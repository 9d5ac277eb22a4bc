// Copyright (c) 2026 Warden Contributors
//
// SPDX-License-Identifier: Apache-2.0
use std::time::Duration;

use async_trait::async_trait;
use thiserror::Error;

use crate::approval::PendingApproval;
use crate::archive::ArchivedTurn;
use crate::message::Message;

#[derive(Debug, Error)]
pub enum AgentRunError {
    #[error("agent run failed: {0}")]
    Failed(#[from] anyhow::Error),
}

/// Turn accounting for a thread, backing [`AgentRunner::context_info`] and
/// the auto-compact trigger check in the message-processing loop.
#[derive(Debug, Clone, Copy)]
pub struct TurnAccount {
    pub message_count: usize,
    pub approx_tokens: usize,
    pub max_input_tokens: usize,
    pub schema_overhead: usize,
    pub calibration_factor: f32,
    pub cache_read_total: u64,
    pub cache_write_total: u64,
}

impl TurnAccount {
    /// `(approx_tokens + schema_overhead) * calibration_factor / max_input_tokens`,
    /// clamped to `0.0` when `max_input_tokens == 0` rather than dividing by
    /// zero.
    pub fn utilization(&self) -> f32 {
        if self.max_input_tokens == 0 {
            return 0.0;
        }
        ((self.approx_tokens + self.schema_overhead) as f32 * self.calibration_factor) / self.max_input_tokens as f32
    }
}

/// Reported after every run for usage-based billing/logging.
#[derive(Debug, Clone, Copy)]
pub struct RunMetrics {
    pub input_tokens: u64,
    pub output_tokens: u64,
    pub duration: Duration,
}

/// A self-initiated continuation request the agent can raise mid-turn (the
/// `request_followup` tool). Consumed once via
/// [`AgentRunner::take_followup_request`] after a `Completed` run.
#[derive(Debug, Clone)]
pub enum FollowupRequest {
    Immediate(String),
    Delayed { prompt: String, delay: Duration },
}

/// The outcome of one `AgentRunner::run` call. `ApprovalRequired` and
/// `Interrupted` replace the reference implementation's control-flow
/// exceptions: the turn loop in [`crate::message_processor`] matches on this
/// instead of catching.
#[derive(Debug)]
pub enum TurnOutcome {
    Completed(String),
    ApprovalRequired(PendingApproval),
    Interrupted(Vec<(String, Message)>),
}

/// The external boundary this crate calls into to actually run an LLM turn.
/// A concrete implementation binds a model, tool set, system prompt,
/// checkpointer, and the tool-middleware chain into one callable.
#[async_trait]
pub trait AgentRunner: Send + Sync {
    async fn run(&self, input: &str, thread_id: &str) -> Result<TurnOutcome, AgentRunError>;

    async fn context_info(&self, thread_id: &str) -> TurnAccount;

    /// Read back the full transcript for a thread from the checkpointer, for
    /// archival. `warden-core` never touches the checkpointer directly —
    /// this is the same boundary `AgentRunner::run` crosses, extended to
    /// cover the read side.
    async fn history(&self, thread_id: &str) -> Result<Vec<ArchivedTurn>, AgentRunError>;

    fn last_metrics(&self) -> Option<RunMetrics>;

    /// Take and clear any followup request raised during the most recent
    /// `Completed` run.
    fn take_followup_request(&self) -> Option<FollowupRequest>;
}

#[cfg(test)]
mod tests {
    use super::*;

    fn account(approx_tokens: usize, schema_overhead: usize, max_input_tokens: usize) -> TurnAccount {
        TurnAccount {
            message_count: 1,
            approx_tokens,
            max_input_tokens,
            schema_overhead,
            calibration_factor: 1.0,
            cache_read_total: 0,
            cache_write_total: 0,
        }
    }

    #[test]
    fn utilization_computes_ratio() {
        let turn = account(800, 200, 1000);
        assert_eq!(turn.utilization(), 1.0);
    }

    #[test]
    fn utilization_is_zero_when_max_input_tokens_is_zero() {
        let turn = account(800, 200, 0);
        assert_eq!(turn.utilization(), 0.0);
    }

    #[test]
    fn utilization_applies_calibration_factor() {
        let mut turn = account(500, 0, 1000);
        turn.calibration_factor = 1.5;
        assert_eq!(turn.utilization(), 0.75);
    }
}
// Copyright (c) 2026 Warden Contributors
//
// SPDX-License-Identifier: Apache-2.0
use crate::env::substitute_env_vars;
use crate::schema::Config;
use anyhow::{Context, Result};
use serde_yaml::Value;
use std::path::{Path, PathBuf};

/// Global config search locations, lowest priority first. A workspace's own
/// `agent.yaml` is layered on top of all of these by [`load`].
pub fn config_search_paths() -> Vec<PathBuf> {
    let mut paths = Vec::new();

    paths.push(PathBuf::from("/etc/warden/config.yaml"));
    paths.push(PathBuf::from("/etc/warden/config.yml"));

    if let Some(home) = dirs::home_dir() {
        paths.push(home.join(".config/warden/config.yaml"));
        paths.push(home.join(".config/warden/config.yml"));
    }
    if let Some(config_dir) = dirs::config_dir() {
        paths.push(config_dir.join("warden/config.yaml"));
        paths.push(config_dir.join("warden/config.yml"));
    }

    paths
}

/// Load and deep-merge every layer into one [`Config`]: the global search
/// paths (lowest priority), then the workspace's `agent.yaml` (highest
/// priority) if it exists at `workspace_config_path`.
///
/// `${ENV_VAR}` substitution is applied to each layer individually, before
/// merging, so an unresolved reference's error names the file it came from.
pub fn load(workspace_config_path: Option<&Path>) -> Result<Config> {
    let mut merged = Value::Mapping(Default::default());

    for path in config_search_paths() {
        if let Ok(text) = std::fs::read_to_string(&path) {
            let mut value: Value = serde_yaml::from_str(&text)
                .with_context(|| format!("parsing {}", path.display()))?;
            substitute_env_vars(&mut value, &path.display().to_string())?;
            merge_yaml(&mut merged, value);
        }
    }

    if let Some(path) = workspace_config_path {
        let text = std::fs::read_to_string(path)
            .with_context(|| format!("reading {}", path.display()))?;
        let mut value: Value =
            serde_yaml::from_str(&text).with_context(|| format!("parsing {}", path.display()))?;
        substitute_env_vars(&mut value, &path.display().to_string())?;
        merge_yaml(&mut merged, value);
    }

    if matches!(&merged, Value::Mapping(m) if m.is_empty()) {
        return Ok(Config::default());
    }

    Ok(serde_yaml::from_value(merged).unwrap_or_default())
}

/// Recursively merge `src` into `dst`. Mappings merge key-by-key; any other
/// value (scalar, sequence) is replaced wholesale by `src`.
fn merge_yaml(dst: &mut Value, src: Value) {
    match (dst, src) {
        (Value::Mapping(dst_map), Value::Mapping(src_map)) => {
            for (key, value) in src_map {
                let entry = dst_map
                    .entry(key)
                    .or_insert_with(|| Value::Mapping(Default::default()));
                merge_yaml(entry, value);
            }
        }
        (dst, src) => {
            *dst = src;
        }
    }
}

#[cfg(test)]
mod tests {
    use super::*;

    #[test]
    fn merge_scalar_src_wins() {
        let mut dst: Value = serde_yaml::from_str("a: 1").unwrap();
        let src: Value = serde_yaml::from_str("a: 2").unwrap();
        merge_yaml(&mut dst, src);
        assert_eq!(dst["a"].as_i64(), Some(2));
    }

    #[test]
    fn merge_preserves_keys_not_in_src() {
        let mut dst: Value = serde_yaml::from_str("a: 1\nb: 2").unwrap();
        let src: Value = serde_yaml::from_str("a: 9").unwrap();
        merge_yaml(&mut dst, src);
        assert_eq!(dst["a"].as_i64(), Some(9));
        assert_eq!(dst["b"].as_i64(), Some(2));
    }

    #[test]
    fn merge_nested_tables() {
        let mut dst: Value = serde_yaml::from_str("channel:\n  type: telegram\n  token: a").unwrap();
        let src: Value = serde_yaml::from_str("channel:\n  token: b").unwrap();
        merge_yaml(&mut dst, src);
        assert_eq!(dst["channel"]["type"].as_str(), Some("telegram"));
        assert_eq!(dst["channel"]["token"].as_str(), Some("b"));
    }

    #[test]
    fn load_with_no_workspace_path_returns_defaults() {
        // No global search paths exist in the test sandbox, so this is
        // equivalent to loading an empty config.
        let cfg = load(None);
        assert!(cfg.is_ok());
    }

    #[test]
    fn load_errors_on_missing_workspace_path() {
        let missing = PathBuf::from("/nonexistent/agent.yaml");
        assert!(load(Some(&missing)).is_err());
    }

    #[test]
    fn load_workspace_file_overrides_defaults() {
        let dir = tempfile::tempdir().unwrap();
        let path = dir.path().join("agent.yaml");
        std::fs::write(&path, "channel:\n  type: telegram\n  token: tok\nlanes:\n  main: 9\n").unwrap();
        let cfg = load(Some(&path)).unwrap();
        assert_eq!(cfg.channel.type_, "telegram");
        assert_eq!(cfg.lanes.main, 9);
        assert_eq!(cfg.lanes.subagent, 8); // untouched default
    }

    #[test]
    fn load_errors_on_unresolved_env_var_in_workspace_file() {
        let dir = tempfile::tempdir().unwrap();
        let path = dir.path().join("agent.yaml");
        std::fs::write(&path, "channel:\n  token: \"${WARDEN_TOTALLY_UNSET_VAR}\"\n").unwrap();
        std::env::remove_var("WARDEN_TOTALLY_UNSET_VAR");
        assert!(load(Some(&path)).is_err());
    }
}
// Copyright (c) 2026 Warden Contributors
//
// SPDX-License-Identifier: Apache-2.0
use std::any::Any;
#[cfg(test)]
use std::sync::Arc;
use std::sync::Mutex;

use async_trait::async_trait;
use serde_json::Value;

use crate::{ApprovalHandler, Channel, InboundMessage, MessageHandler, SendOptions, SentMessage};

/// An outbound send captured by [`MemoryChannel`] for test assertions.
#[derive(Debug, Clone)]
pub struct Sent {
    pub session_key: String,
    pub content: String,
}

/// An in-memory `Channel` test double. Records every send instead of
/// talking to a real transport; used by `warden-core` and `warden-runtime`
/// tests that need a `Channel` without standing up Telegram/Discord.
#[derive(Default)]
pub struct MemoryChannel {
    name: String,
    sent: Mutex<Vec<Sent>>,
    message_handler: Mutex<Option<MessageHandler>>,
    approval_handler: Mutex<Option<ApprovalHandler>>,
}

impl MemoryChannel {
    pub fn new(name: impl Into<String>) -> Self {
        Self {
            name: name.into(),
            sent: Mutex::new(Vec::new()),
            message_handler: Mutex::new(None),
            approval_handler: Mutex::new(None),
        }
    }

    pub fn sent_messages(&self) -> Vec<Sent> {
        self.sent.lock().expect("memory channel mutex poisoned").clone()
    }

    pub fn last_sent(&self) -> Option<Sent> {
        self.sent.lock().expect("memory channel mutex poisoned").last().cloned()
    }

    /// Drive the registered [`MessageHandler`] as if `message` had just
    /// arrived over the wire. Test-only entry point standing in for a real
    /// transport's polling loop or webhook handler.
    pub async fn simulate_inbound(&self, message: InboundMessage) {
        let handler = self.message_handler.lock().expect("memory channel mutex poisoned").clone();
        if let Some(handler) = handler {
            handler(message).await;
        }
    }

    /// Drive the registered [`ApprovalHandler`] as if the channel's own UI
    /// had just resolved `approval_id`.
    pub async fn simulate_approval(&self, approval_id: impl Into<String>, approved: bool) {
        let handler = self.approval_handler.lock().expect("memory channel mutex poisoned").clone();
        if let Some(handler) = handler {
            handler(approval_id.into(), approved).await;
        }
    }
}

#[async_trait]
impl Channel for MemoryChannel {
    fn name(&self) -> &str {
        &self.name
    }

    async fn start(&self) -> anyhow::Result<()> {
        Ok(())
    }

    async fn stop(&self) -> anyhow::Result<()> {
        Ok(())
    }

    async fn on_message(&self, handler: MessageHandler) {
        *self.message_handler.lock().expect("memory channel mutex poisoned") = Some(handler);
    }

    async fn on_approval(&self, handler: ApprovalHandler) {
        *self.approval_handler.lock().expect("memory channel mutex poisoned") = Some(handler);
    }

    async fn send_message(&self, session_key: &str, content: &str, _opts: SendOptions) -> anyhow::Result<SentMessage> {
        let id = uuid::Uuid::new_v4().to_string();
        self.sent.lock().expect("memory channel mutex poisoned").push(Sent {
            session_key: session_key.to_string(),
            content: content.to_string(),
        });
        Ok(SentMessage {
            id,
            session_key: session_key.to_string(),
        })
    }

    fn as_any(&self) -> &dyn Any {
        self
    }
}

#[cfg(test)]
mod tests {
    use super::*;

    #[tokio::test]
    async fn records_sent_messages() {
        let channel = MemoryChannel::new("test");
        channel.send_message("test:1", "hello", SendOptions::default()).await.unwrap();
        channel.send_message("test:1", "world", SendOptions::default()).await.unwrap();

        let sent = channel.sent_messages();
        assert_eq!(sent.len(), 2);
        assert_eq!(sent[0].content, "hello");
        assert_eq!(sent[1].content, "world");
    }

    #[tokio::test]
    async fn send_approval_request_formats_default_message() {
        let channel = MemoryChannel::new("test");
        channel
            .send_approval_request("test:1", "abcd1234", "shell", &Value::Null, true)
            .await
            .unwrap();
        let sent = channel.last_sent().unwrap();
        assert!(sent.content.contains("Approval required: shell"));
        assert!(sent.content.contains("abcd1234"));
    }

    #[tokio::test]
    async fn file_capability_absent_by_default() {
        let channel = MemoryChannel::new("test");
        assert!(channel.as_file_capable().is_none());
    }

    #[tokio::test]
    async fn on_message_handler_receives_simulated_inbound() {
        use std::sync::atomic::{AtomicBool, Ordering};

        let channel = MemoryChannel::new("test");
        let received = Arc::new(AtomicBool::new(false));
        let received_handler = received.clone();
        channel
            .on_message(Arc::new(move |msg: InboundMessage| {
                let received = received_handler.clone();
                Box::pin(async move {
                    assert_eq!(msg.content, "hi there");
                    received.store(true, Ordering::SeqCst);
                })
            }))
            .await;

        channel
            .simulate_inbound(InboundMessage {
                channel: "test".to_string(),
                session_key: "test:1".to_string(),
                user_id: "u1".to_string(),
                content: "hi there".to_string(),
            })
            .await;

        assert!(received.load(Ordering::SeqCst));
    }

    #[tokio::test]
    async fn on_approval_handler_receives_simulated_resolution() {
        use std::sync::atomic::{AtomicBool, Ordering};

        let channel = MemoryChannel::new("test");
        let resolved = Arc::new(AtomicBool::new(false));
        let resolved_handler = resolved.clone();
        channel
            .on_approval(Arc::new(move |approval_id: String, approved: bool| {
                let resolved = resolved_handler.clone();
                Box::pin(async move {
                    assert_eq!(approval_id, "abcd1234");
                    assert!(approved);
                    resolved.store(true, Ordering::SeqCst);
                })
            }))
            .await;

        channel.simulate_approval("abcd1234", true).await;
        assert!(resolved.load(Ordering::SeqCst));
    }

    #[tokio::test]
    async fn no_handler_registered_is_a_silent_noop() {
        let channel = MemoryChannel::new("test");
        channel
            .simulate_inbound(InboundMessage {
                channel: "test".to_string(),
                session_key: "test:1".to_string(),
                user_id: "u1".to_string(),
                content: "hi".to_string(),
            })
            .await;
        channel.simulate_approval("abcd1234", false).await;
    }
}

□ □ □ □

» Task statement
Search the data above for the word "after". Copy each line it is in.

» Response for this exercise
/// Reported after every run for usage-based billing/logging.
/// [`AgentRunner::take_followup_request`] after a `Completed` run.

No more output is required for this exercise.